Accordingly the last three chapters of this book will examine the church's attempts to regulate fairyland in three critical domains. Chapter 3 follows its campaign to marginalize popular attitudes to copulation, pregnancy, and childbirth and in particular its demonization of one especially prominent fairy lover, Merlin's father. In Chapter 4 we see how a motif popularly associated with child rearing, that of the fairy changeling, disturbed the sensibilities of both churchmen and patresfamilias, and how it resisted their attempts to suppress it; here we focus particularly on the representation of the changeling in the mystery plays.
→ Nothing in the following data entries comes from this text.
//! Schema-tree assembly.
//!
//! Turns specification entries into [`Node`]s. Each entry must populate
//! exactly one kind payload; nested kinds assemble their children first, and
//! the first failure at any depth aborts the whole assembly with that error.
//!
//! ## Examples
//!
//! ```
//! use framegen_define::{Attribute, BoolAttribute, ComputedOptionalRequired};
//! use framegen_gen::assemble::assemble_attributes;
//! use framegen_gen::schema::NodeKind;
//!
//! let attributes = vec![Attribute {
//!     bool: Some(BoolAttribute {
//!         computed_optional_required: ComputedOptionalRequired::Computed,
//!         ..Default::default()
//!     }),
//!     ..Attribute::named("bool_attribute")
//! }];
//!
//! let nodes = assemble_attributes(&attributes).unwrap();
//! assert_eq!(nodes["bool_attribute"].kind(), NodeKind::Bool);
//! ```

use std::collections::BTreeMap;

use framegen_define as define;
use tracing::{instrument, trace, warn};

use crate::conversion::{CollectionKind, ScalarKind};
use crate::customization::{
    AttributeDefault, CodeSnippet, ExternalType, StaticDefault, TypeOverride,
};
use crate::element::ElementType;
use crate::errors::GeneratorError;
use crate::schema::{
    AttributeCommon, BlockCommon, CollectionAttribute, NestedCollectionAttribute,
    NestedCollectionBlock, NestedObject, Node, NodeMap, ObjectAttribute, ScalarAttribute,
    SingleNestedAttribute, SingleNestedBlock,
};

/// The assembled attributes and blocks of one provider, resource, or data source.
#[derive(Debug, Clone, PartialEq, Default)]
pub struct SchemaTree {
    pub attributes: NodeMap,
    pub blocks: NodeMap,
    pub description: Option<String>,
    pub deprecation_message: Option<String>,
}

impl SchemaTree {
    /// Deep structural equality with another tree.
    pub fn equals(&self, other: &SchemaTree) -> bool {
        self == other
    }
}

/// Builds the common modifiers of an attribute payload.
///
/// Every attribute payload names these fields the same way; `$external` is
/// passed separately because nested collections carry their link on the
/// nested object.
macro_rules! attribute_common {
    ($payload:expr, $external:expr) => {
        AttributeCommon {
            behavior: $payload.computed_optional_required,
            custom_type: $payload.custom_type.as_ref().map(TypeOverride::from),
            external_type: $external,
            sensitive: $payload.sensitive.unwrap_or(false),
            description: $payload.description.clone(),
            deprecation_message: $payload.deprecation_message.clone(),
            validators: snippets(&$payload.validators),
            plan_modifiers: snippets(&$payload.plan_modifiers),
        }
    };
}

/// Same as `attribute_common!` for block payloads.
macro_rules! block_common {
    ($payload:expr, $external:expr) => {
        BlockCommon {
            custom_type: $payload.custom_type.as_ref().map(TypeOverride::from),
            external_type: $external,
            description: $payload.description.clone(),
            deprecation_message: $payload.deprecation_message.clone(),
            validators: snippets(&$payload.validators),
            plan_modifiers: snippets(&$payload.plan_modifiers),
        }
    };
}

fn snippets<'a, T>(items: &'a [T]) -> Vec<CodeSnippet>
where
    CodeSnippet: From<&'a T>,
{
    items.iter().map(CodeSnippet::from).collect()
}

fn external(link: Option<&define::AssociatedExternalType>) -> Option<ExternalType> {
    link.map(ExternalType::from)
}

fn custom_default(default: Option<&define::CustomDefault>) -> Option<AttributeDefault> {
    default.map(|d| AttributeDefault::Custom(CodeSnippet::from(&d.custom)))
}

/// Assembles the attributes and blocks of one schema.
#[instrument(skip_all, fields(attributes = schema.attributes.len(), blocks = schema.blocks.len()))]
pub fn assemble_schema(schema: &define::Schema) -> Result<SchemaTree, GeneratorError> {
    let (attributes, blocks) = assemble_level(&schema.attributes, &schema.blocks)?;
    Ok(SchemaTree {
        attributes,
        blocks,
        description: schema.description.clone(),
        deprecation_message: schema.deprecation_message.clone(),
    })
}

/// Assembles the attributes and blocks of one object level.
///
/// Both become fields of the same Go struct, so a name may appear on only
/// one side.
fn assemble_level(
    attributes: &[define::Attribute],
    blocks: &[define::Block],
) -> Result<(NodeMap, NodeMap), GeneratorError> {
    let attributes = assemble_attributes(attributes)?;
    let blocks = assemble_blocks(blocks)?;
    if let Some(name) = blocks.keys().find(|name| attributes.contains_key(*name)) {
        return Err(GeneratorError::NameClash { name: name.clone() });
    }
    Ok((attributes, blocks))
}

/// Assembles attribute entries into a name-keyed map.
///
/// ## Errors
///
/// Returns [`GeneratorError::UnknownKind`] for the first entry, at any
/// depth, that does not populate exactly one kind.
pub fn assemble_attributes(attributes: &[define::Attribute]) -> Result<NodeMap, GeneratorError> {
    let mut nodes = NodeMap::new();
    for attribute in attributes {
        let node = assemble_attribute(attribute)?;
        if nodes.insert(attribute.name.clone(), node).is_some() {
            warn!(name = %attribute.name, "Duplicate attribute name; the later entry wins");
        }
    }
    Ok(nodes)
}

/// Assembles block entries into a name-keyed map.
pub fn assemble_blocks(blocks: &[define::Block]) -> Result<NodeMap, GeneratorError> {
    let mut nodes = NodeMap::new();
    for block in blocks {
        let node = assemble_block(block)?;
        if nodes.insert(block.name.clone(), node).is_some() {
            warn!(name = %block.name, "Duplicate block name; the later entry wins");
        }
    }
    Ok(nodes)
}

/// Assembles one attribute entry.
pub fn assemble_attribute(attribute: &define::Attribute) -> Result<Node, GeneratorError> {
    let kinds = attribute.kinds();
    if kinds.len() != 1 {
        return Err(GeneratorError::unknown_kind(&attribute.name, &kinds));
    }
    trace!(name = %attribute.name, kind = kinds[0], "Assembling attribute");
    let name = attribute.name.as_str();

    if let Some(p) = &attribute.bool {
        return Ok(Node::Bool(scalar(p, StaticDefault::Bool)));
    }
    if let Some(p) = &attribute.float64 {
        return Ok(Node::Float64(scalar(p, StaticDefault::Float64)));
    }
    if let Some(p) = &attribute.int64 {
        return Ok(Node::Int64(scalar(p, StaticDefault::Int64)));
    }
    if let Some(p) = &attribute.number {
        return Ok(Node::Number(scalar(p, StaticDefault::Number)));
    }
    if let Some(p) = &attribute.string {
        return Ok(Node::String(scalar(p, StaticDefault::String)));
    }
    if let Some(p) = &attribute.list {
        return Ok(Node::List(collection(name, p)?));
    }
    if let Some(p) = &attribute.map {
        return Ok(Node::Map(collection(name, p)?));
    }
    if let Some(p) = &attribute.set {
        return Ok(Node::Set(collection(name, p)?));
    }
    if let Some(p) = &attribute.object {
        return Ok(Node::Object(ObjectAttribute {
            common: attribute_common!(p, external(p.associated_external_type.as_ref())),
            attribute_types: object_members(name, &p.attribute_types)?,
            default: custom_default(p.default.as_ref()),
        }));
    }
    if let Some(p) = &attribute.single_nested {
        return Ok(Node::SingleNested(SingleNestedAttribute {
            common: attribute_common!(p, external(p.associated_external_type.as_ref())),
            attributes: assemble_attributes(&p.attributes)?,
            default: custom_default(p.default.as_ref()),
        }));
    }
    if let Some(p) = &attribute.list_nested {
        return Ok(Node::ListNested(nested_collection(p)?));
    }
    if let Some(p) = &attribute.set_nested {
        return Ok(Node::SetNested(nested_collection(p)?));
    }
    if let Some(p) = &attribute.map_nested {
        return Ok(Node::MapNested(nested_collection(p)?));
    }
    Err(GeneratorError::unknown_kind(name, &kinds))
}

/// Assembles one block entry.
pub fn assemble_block(block: &define::Block) -> Result<Node, GeneratorError> {
    let kinds = block.kinds();
    if kinds.len() != 1 {
        return Err(GeneratorError::unknown_kind(&block.name, &kinds));
    }
    trace!(name = %block.name, kind = kinds[0], "Assembling block");

    if let Some(p) = &block.list_nested {
        return Ok(Node::ListNestedBlock(nested_collection_block(p)?));
    }
    if let Some(p) = &block.set_nested {
        return Ok(Node::SetNestedBlock(nested_collection_block(p)?));
    }
    if let Some(p) = &block.single_nested {
        let (attributes, blocks) = assemble_level(&p.attributes, &p.blocks)?;
        return Ok(Node::SingleNestedBlock(SingleNestedBlock {
            common: block_common!(p, external(p.associated_external_type.as_ref())),
            attributes,
            blocks,
        }));
    }
    Err(GeneratorError::unknown_kind(&block.name, &kinds))
}

/// Assembles an element type; `entry` names the enclosing attribute for errors.
pub fn assemble_element_type(
    entry: &str,
    element: &define::ElementType,
) -> Result<ElementType, GeneratorError> {
    let kinds = element.kinds();
    if kinds.len() != 1 {
        return Err(GeneratorError::unknown_kind(entry, &kinds));
    }

    let scalars = [
        (ScalarKind::Bool, &element.bool),
        (ScalarKind::Float64, &element.float64),
        (ScalarKind::Int64, &element.int64),
        (ScalarKind::Number, &element.number),
        (ScalarKind::String, &element.string),
    ];
    for (kind, payload) in scalars {
        if let Some(p) = payload {
            return Ok(ElementType::Scalar {
                kind,
                custom_type: p.custom_type.as_ref().map(TypeOverride::from),
            });
        }
    }

    let collections = [
        (CollectionKind::List, &element.list),
        (CollectionKind::Map, &element.map),
        (CollectionKind::Set, &element.set),
    ];
    for (collection, payload) in collections {
        if let Some(p) = payload {
            return Ok(ElementType::Collection {
                collection,
                element_type: Box::new(assemble_element_type(entry, &p.element_type)?),
                custom_type: p.custom_type.as_ref().map(TypeOverride::from),
            });
        }
    }

    if let Some(p) = &element.object {
        return Ok(ElementType::Object {
            attribute_types: object_members(entry, &p.attribute_types)?,
            custom_type: p.custom_type.as_ref().map(TypeOverride::from),
        });
    }
    Err(GeneratorError::unknown_kind(entry, &kinds))
}

fn scalar<T: Clone>(
    payload: &define::ScalarAttribute<T>,
    wrap: impl Fn(T) -> StaticDefault,
) -> ScalarAttribute {
    ScalarAttribute {
        common: attribute_common!(payload, external(payload.associated_external_type.as_ref())),
        default: payload
            .default
            .as_ref()
            .map(|default| AttributeDefault::from_spec(default, wrap)),
    }
}

fn collection(
    name: &str,
    payload: &define::CollectionAttribute,
) -> Result<CollectionAttribute, GeneratorError> {
    Ok(CollectionAttribute {
        common: attribute_common!(payload, external(payload.associated_external_type.as_ref())),
        element_type: assemble_element_type(name, &payload.element_type)?,
        default: custom_default(payload.default.as_ref()),
    })
}

fn object_members(
    entry: &str,
    members: &[define::ObjectAttributeType],
) -> Result<BTreeMap<String, ElementType>, GeneratorError> {
    members
        .iter()
        .map(|member| {
            Ok((
                member.name.clone(),
                assemble_element_type(entry, &member.element_type)?,
            ))
        })
        .collect()
}

fn nested_collection(
    payload: &define::NestedCollectionAttribute,
) -> Result<NestedCollectionAttribute, GeneratorError> {
    let object = &payload.nested_object;
    Ok(NestedCollectionAttribute {
        common: attribute_common!(payload, None),
        nested_object: NestedObject {
            attributes: assemble_attributes(&object.attributes)?,
            blocks: NodeMap::new(),
            custom_type: object.custom_type.as_ref().map(TypeOverride::from),
            external_type: external(object.associated_external_type.as_ref()),
            validators: snippets(&object.validators),
            plan_modifiers: snippets(&object.plan_modifiers),
        },
        default: custom_default(payload.default.as_ref()),
    })
}

fn nested_collection_block(
    payload: &define::NestedCollectionBlock,
) -> Result<NestedCollectionBlock, GeneratorError> {
    let object = &payload.nested_object;
    let (attributes, blocks) = assemble_level(&object.attributes, &object.blocks)?;
    Ok(NestedCollectionBlock {
        common: block_common!(payload, None),
        nested_object: NestedObject {
            attributes,
            blocks,
            custom_type: object.custom_type.as_ref().map(TypeOverride::from),
            external_type: external(object.associated_external_type.as_ref()),
            validators: snippets(&object.validators),
            plan_modifiers: snippets(&object.plan_modifiers),
        },
    })
}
In Chapter 5 we consider fairyland as the resort of old heroes such as King Arthur and some of the ways in which the church responded to the scandalous notion of a deathless survival in Avalon; an exploration of the role played by Avalon in the twelfth-century 'birth of purgatory' concludes this study. In a brief Postscript I discuss fairy lore as an important target for sixteenth-century witch-hunters and associate the comparative leniency of English witch-hunting to a discourse of skepticism that can be traced in part to the prestige of Geoffrey Chaucer, a celebrated fairy unbeliever.